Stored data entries
******

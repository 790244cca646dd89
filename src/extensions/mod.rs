//! Extension negotiation and the frame transform pipeline (RFC 6455
//! Section 9).
//!
//! Extensions are offered during the handshake, constructed from the
//! server's selection, and then transform every data frame: incoming
//! frames pass through the pipeline in order, outgoing frames in reverse
//! order. Each extension declares the RSV bits it owns; the codec admits
//! those bits only when an owning extension is active.

#[cfg(feature = "compression")]
pub mod deflate;

use std::fmt;

use crate::error::{Error, Result};
use crate::protocol::Frame;

/// A single `name[=value]` extension parameter.
#[derive(Debug, Clone, PartialEq, Eq)]
pub struct ExtensionParam {
    /// Parameter name (e.g. "client_max_window_bits").
    pub name: String,
    /// Parameter value; `None` for flag parameters.
    pub value: Option<String>,
}

impl ExtensionParam {
    /// A parameter with a value.
    pub fn new(name: impl Into<String>, value: impl Into<String>) -> Self {
        Self {
            name: name.into(),
            value: Some(value.into()),
        }
    }

    /// A flag parameter.
    pub fn flag(name: impl Into<String>) -> Self {
        Self {
            name: name.into(),
            value: None,
        }
    }

    /// Parse `name`, `name=value`, or `name="value"`.
    #[must_use]
    pub fn parse(s: &str) -> Self {
        let s = s.trim();
        match s.split_once('=') {
            Some((name, value)) => Self {
                name: name.trim().to_string(),
                value: Some(value.trim().trim_matches('"').to_string()),
            },
            None => Self::flag(s),
        }
    }
}

impl fmt::Display for ExtensionParam {
    fn fmt(&self, f: &mut fmt::Formatter<'_>) -> fmt::Result {
        match &self.value {
            Some(v) => write!(f, "{}={}", self.name, v),
            None => write!(f, "{}", self.name),
        }
    }
}

/// One entry of a `Sec-WebSocket-Extensions` header: an extension name
/// plus its parameters.
#[derive(Debug, Clone, PartialEq, Eq)]
pub struct ExtensionOffer {
    /// Extension name (e.g. "permessage-deflate").
    pub name: String,
    /// Parameters, in header order.
    pub params: Vec<ExtensionParam>,
}

impl ExtensionOffer {
    /// Parse one `;`-separated entry.
    ///
    /// # Errors
    ///
    /// `Error::InvalidExtension` for an empty name.
    pub fn parse(s: &str) -> Result<Self> {
        let mut parts = s.split(';');
        let name = parts.next().unwrap_or("").trim().to_string();
        if name.is_empty() {
            return Err(Error::InvalidExtension("empty extension name".into()));
        }
        let params = parts.map(ExtensionParam::parse).collect();
        Ok(Self { name, params })
    }

    /// Parse a full header value: comma-separated entries.
    ///
    /// # Errors
    ///
    /// `Error::InvalidExtension` if any entry is malformed.
    pub fn parse_header(header: &str) -> Result<Vec<Self>> {
        header.split(',').map(|s| Self::parse(s.trim())).collect()
    }

    /// Look up a parameter by name.
    #[must_use]
    pub fn get_param(&self, name: &str) -> Option<&ExtensionParam> {
        self.params.iter().find(|p| p.name == name)
    }

    /// Whether a parameter is present.
    #[must_use]
    pub fn has_param(&self, name: &str) -> bool {
        self.get_param(name).is_some()
    }
}

impl fmt::Display for ExtensionOffer {
    fn fmt(&self, f: &mut fmt::Formatter<'_>) -> fmt::Result {
        write!(f, "{}", self.name)?;
        for param in &self.params {
            write!(f, "; {}", param)?;
        }
        Ok(())
    }
}

/// RSV bit ownership declaration.
#[derive(Debug, Clone, Copy, Default, PartialEq, Eq)]
pub struct RsvBits {
    /// RSV1 (permessage-deflate).
    pub rsv1: bool,
    /// RSV2.
    pub rsv2: bool,
    /// RSV3.
    pub rsv3: bool,
}

impl RsvBits {
    /// No bits owned.
    pub const NONE: Self = Self {
        rsv1: false,
        rsv2: false,
        rsv3: false,
    };

    /// RSV1 only.
    pub const RSV1: Self = Self {
        rsv1: true,
        rsv2: false,
        rsv3: false,
    };

    /// Whether any bit overlaps with `other`.
    #[must_use]
    pub fn conflicts_with(&self, other: &RsvBits) -> bool {
        (self.rsv1 && other.rsv1) || (self.rsv2 && other.rsv2) || (self.rsv3 && other.rsv3)
    }

    /// Whether a frame's RSV bits fall entirely within the owned set.
    #[must_use]
    pub fn covers(&self, rsv1: bool, rsv2: bool, rsv3: bool) -> bool {
        (!rsv1 || self.rsv1) && (!rsv2 || self.rsv2) && (!rsv3 || self.rsv3)
    }
}

/// An active per-connection extension instance.
///
/// `decode` is applied to incoming whole-message frames in pipeline order;
/// `encode` to outgoing whole-message frames in reverse order. Control
/// frames never enter the pipeline.
pub trait Extension: Send {
    /// Extension name as it appears in `Sec-WebSocket-Extensions`.
    fn name(&self) -> &str;

    /// RSV bits this instance owns.
    fn rsv_bits(&self) -> RsvBits {
        RsvBits::NONE
    }

    /// Transform an outgoing frame (may set owned RSV bits).
    ///
    /// # Errors
    ///
    /// `Error::Extension` when the transform fails.
    fn encode(&mut self, frame: &mut Frame) -> Result<()>;

    /// Transform an incoming frame (must clear owned RSV bits it consumed).
    ///
    /// # Errors
    ///
    /// `Error::Extension` when the transform fails, or
    /// `Error::DecompressedTooLarge` past the configured cap.
    fn decode(&mut self, frame: &mut Frame) -> Result<()>;

    /// Release per-connection resources. Called once when the connection
    /// is torn down, including on cancellation.
    fn shutdown(&mut self) {}
}

/// Factory registered in [`Options`](crate::Options); constructs the
/// per-connection [`Extension`] from the server's selected parameters.
pub trait ExtensionBuilder {
    /// Extension name to match against the server's selection.
    fn name(&self) -> &str;

    /// Whether this extension takes part in negotiation. Non-negotiated
    /// extensions are instantiated unconditionally and appear in no
    /// header.
    fn negotiable(&self) -> bool {
        true
    }

    /// Parameters to offer in the upgrade request.
    fn offer_params(&self) -> Vec<ExtensionParam> {
        Vec::new()
    }

    /// Construct the active extension from the server's parameters.
    ///
    /// # Errors
    ///
    /// `Error::InvalidExtension` if the server's parameters are
    /// unacceptable; this fails the upgrade.
    fn build(&self, params: &[ExtensionParam]) -> Result<Box<dyn Extension>>;
}

/// The ordered set of active extensions for one connection.
#[derive(Default)]
pub struct ExtensionPipeline {
    stages: Vec<Box<dyn Extension>>,
    claimed: RsvBits,
}

impl ExtensionPipeline {
    /// An empty pipeline (no extensions negotiated).
    #[must_use]
    pub fn empty() -> Self {
        Self::default()
    }

    /// Compose the `Sec-WebSocket-Extensions` offer lines for the
    /// registered builders, one per negotiable builder.
    pub fn offers(builders: &[Box<dyn ExtensionBuilder + Send + Sync>]) -> Vec<String> {
        builders
            .iter()
            .filter(|b| b.negotiable())
            .map(|b| {
                let mut offer = b.name().to_string();
                for param in b.offer_params() {
                    offer.push_str("; ");
                    offer.push_str(&param.to_string());
                }
                offer
            })
            .collect()
    }

    /// Instantiate the pipeline from the server's selected extensions.
    ///
    /// For each registered builder, in order: a non-negotiable builder is
    /// always instantiated; a negotiable one is instantiated from the
    /// first response entry bearing its name, and stays inactive without
    /// one.
    ///
    /// # Errors
    ///
    /// `Error::InvalidExtension` when a builder rejects the server's
    /// parameters or two active extensions claim the same RSV bit.
    pub fn negotiate(
        builders: &[Box<dyn ExtensionBuilder + Send + Sync>],
        selected: &[ExtensionOffer],
    ) -> Result<Self> {
        let mut pipeline = Self::empty();

        for builder in builders {
            let stage = if builder.negotiable() {
                match selected.iter().find(|offer| offer.name == builder.name()) {
                    Some(offer) => Some(builder.build(&offer.params)?),
                    None => None,
                }
            } else {
                Some(builder.build(&[])?)
            };

            if let Some(stage) = stage {
                let rsv = stage.rsv_bits();
                if pipeline.claimed.conflicts_with(&rsv) {
                    return Err(Error::InvalidExtension(format!(
                        "extension '{}' claims an RSV bit already in use",
                        stage.name()
                    )));
                }
                pipeline.claimed.rsv1 |= rsv.rsv1;
                pipeline.claimed.rsv2 |= rsv.rsv2;
                pipeline.claimed.rsv3 |= rsv.rsv3;
                log::debug!("extension active: {}", stage.name());
                pipeline.stages.push(stage);
            }
        }

        Ok(pipeline)
    }

    /// RSV bits owned by the active extensions.
    #[must_use]
    pub fn claimed_rsv(&self) -> RsvBits {
        self.claimed
    }

    /// Number of active extensions.
    #[must_use]
    pub fn len(&self) -> usize {
        self.stages.len()
    }

    /// Whether no extension is active.
    #[must_use]
    pub fn is_empty(&self) -> bool {
        self.stages.is_empty()
    }

    /// Transform an outgoing whole-message frame, last stage first.
    ///
    /// # Errors
    ///
    /// Propagates the failing stage's error.
    pub fn encode(&mut self, frame: &mut Frame) -> Result<()> {
        for stage in self.stages.iter_mut().rev() {
            stage.encode(frame)?;
        }
        Ok(())
    }

    /// Transform an incoming whole-message frame, first stage first.
    ///
    /// # Errors
    ///
    /// Propagates the failing stage's error.
    pub fn decode(&mut self, frame: &mut Frame) -> Result<()> {
        for stage in &mut self.stages {
            stage.decode(frame)?;
        }
        Ok(())
    }
}

impl Drop for ExtensionPipeline {
    fn drop(&mut self) {
        for stage in &mut self.stages {
            stage.shutdown();
        }
    }
}

impl fmt::Debug for ExtensionPipeline {
    fn fmt(&self, f: &mut fmt::Formatter<'_>) -> fmt::Result {
        f.debug_struct("ExtensionPipeline")
            .field(
                "stages",
                &self.stages.iter().map(|s| s.name()).collect::<Vec<_>>(),
            )
            .field("claimed", &self.claimed)
            .finish()
    }
}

******

The task =
Where does the word "decode" occur in the records? Return every line that holds it.

Solution below =
/// `decode` is applied to incoming whole-message frames in pipeline order;
    fn decode(&mut self, frame: &mut Frame) -> Result<()>;
    pub fn decode(&mut self, frame: &mut Frame) -> Result<()> {
            stage.decode(frame)?;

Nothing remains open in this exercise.